Let's start by defining a function to read in our csv file. We can use Numpy's loadtxt function to read in the file.


In [10]:
def read_file(filename):
    return np.loadtxt(filename, delimiter=',')

Now we can ru our linear regression algorithm against the data set provided.


In [11]:
data = read_file('linear_regression.csv')
linear_regression(data)


Out[11]:
array([ 1.02645659,  1.95674332,  2.88966996])

The textbook states that there is a way to solve analytically for weights or coefficients that minimizes loss. The formula uses matrices:

$w^* = (X^T \cdot X)^{-1} \cdot X^T \cdot y$


In [12]:
def solve_linear_regression(x, y):
    xm, ym = np.asmatrix(x), np.asmatrix(y)
    s = xm.T.dot(xm).I.dot(xm.T).dot(ym)
    return s

In [13]:
data = read_file('linear_regression.csv')
x, y = get_data(data)
solve_linear_regression(x, y)


Out[13]:
matrix([[ 1.],
        [ 2.],
        [ 3.]])

We see that our results from gradient descent actually come pretty close. Now we test logistic regression.


In [14]:
data = read_file('logistic_regression.csv')
logistic_regression(data)


Out[14]:
array([ 0.42060328,  1.23945647,  2.0392467 ])

Let's write a function to generate random feature data from (-1, 1).


In [15]:
def generate_random_data(num_samples, num_features):
    x = np.random.uniform(-1, 1, size=(num_samples, num_features))
    return x

Now we have to calculate the output given theta values.


In [16]:
def generate_linear_output(x, thetas):
    tmp = np.insert(x, 0, 1, axis=1)
    t = np.array(thetas)
    y = [np.dot(val, t) for val in tmp]
    return np.array(y).reshape(len(y), 1)

Do the same for logistic output, where the output is either 0 or 1.


In [17]:
def generate_logistic_output(x, thetas):
    tmp = np.insert(x, 0, 1, axis=1)
    t = np.array(thetas)
    ytmp = [np.dot(val, t) for val in tmp]
    y = [0 if val < 0.5 else 1 for val in ytmp]
    return np.array(y).reshape(len(y), 1)
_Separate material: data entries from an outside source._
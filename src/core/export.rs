//! CSV export in the fixed five-column layout the original app produced:
//! a UTF-8 BOM, an unquoted header row, then one fully quoted row per
//! record in stored order.

use std::fs;
use std::path::{Path, PathBuf};

use chrono::NaiveDate;
use csv::{QuoteStyle, WriterBuilder};

use crate::domain::{CategoryRegistry, Transaction};
use crate::errors::{StoreError, StoreResult};

/// Byte order mark so spreadsheet apps detect UTF-8.
pub const UTF8_BOM: &[u8] = &[0xEF, 0xBB, 0xBF];

/// Column header row.
pub const CSV_HEADER: &str = "日付,タイプ,カテゴリ,金額,説明";

/// Serializes `records` to CSV bytes.
pub fn csv_bytes(records: &[Transaction], registry: &CategoryRegistry) -> StoreResult<Vec<u8>> {
    let mut buffer = Vec::with_capacity(records.len() * 48 + 64);
    buffer.extend_from_slice(UTF8_BOM);
    buffer.extend_from_slice(CSV_HEADER.as_bytes());
    buffer.push(b'\n');

    let mut writer = WriterBuilder::new()
        .quote_style(QuoteStyle::Always)
        .has_headers(false)
        .from_writer(buffer);
    for t in records {
        writer.write_record([
            t.date.format("%Y-%m-%d").to_string(),
            t.kind.label().to_string(),
            registry.label_for(t.kind, &t.category).to_string(),
            t.amount.to_string(),
            t.description.clone(),
        ])?;
    }
    writer
        .into_inner()
        .map_err(|err| StoreError::Storage(err.to_string()))
}

/// `money_manager_YYYY-MM-DD.csv` for the given day.
pub fn export_file_name(today: NaiveDate) -> String {
    format!("money_manager_{}.csv", today.format("%Y-%m-%d"))
}

/// Writes the export into `dir`, creating it when missing, and returns the
/// full path.
pub fn write_csv(
    records: &[Transaction],
    registry: &CategoryRegistry,
    dir: &Path,
    today: NaiveDate,
) -> StoreResult<PathBuf> {
    let bytes = csv_bytes(records, registry)?;
    fs::create_dir_all(dir)?;
    let path = dir.join(export_file_name(today));
    fs::write(&path, bytes)?;
    Ok(path)
}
Wrap it up nice and neat as if we just pulled it out of a file.


In [18]:
def create_data(x, y):
    return np.concatenate((x, y), axis=1)

Test linear regression again.


In [19]:
x = generate_random_data(100, 3)
y = generate_linear_output(x, [2, 3, 4, 5])
d = create_data(x, y)
thetas = linear_regression(d, alpha=0.05)
print "Gradient descent", thetas
xd, yd = get_data(d)
solve_linear_regression(xd, yd)


Gradient descent [ 2.00595486  2.96786018  3.99606762  4.96413892]
Out[19]:
matrix([[ 2.],
        [ 3.],
        [ 4.],
        [ 5.]])

Test logistic regression.


In [20]:
x = generate_random_data(1000, 3)
y = generate_logistic_output(x, [2, 3, 4, 5])
d = create_data(x, y)
thetas = logistic_regression(d)
print thetas


[ 1.80411588  3.39723195  4.44518601  5.83452669]

my testing


In [20]:

final thoughts

I consider Gradient Descent to be an interesting application of hill-climbing. The algorithm starts off with random coefficients then incrementally increases or decreases the coefficients to see if they better fit the output data. The test involves calculating the mean-squared sum of the data set and comparing it to the previous calculation. The learning rate parameter scales the calcaultion and determines how fast the coefficients are incremented or decremented. Epsilon is the determining criteria for when to stop the algorithm.

The linear regression algorithm can be solved analytically as shown above, therefore it is easy to compare the output of the algorithm to the truth and solver output. The logistic regression algorithm, however, does not have a solver therefore it is much harder to tell if the algorithm is working properly. Generally speaking, the more data points available to the algorithm, the better it does; but this isn't always the case. It turns out that trying to compute coefficients for classification (output rounded to 0 or 1) still has a lot of error.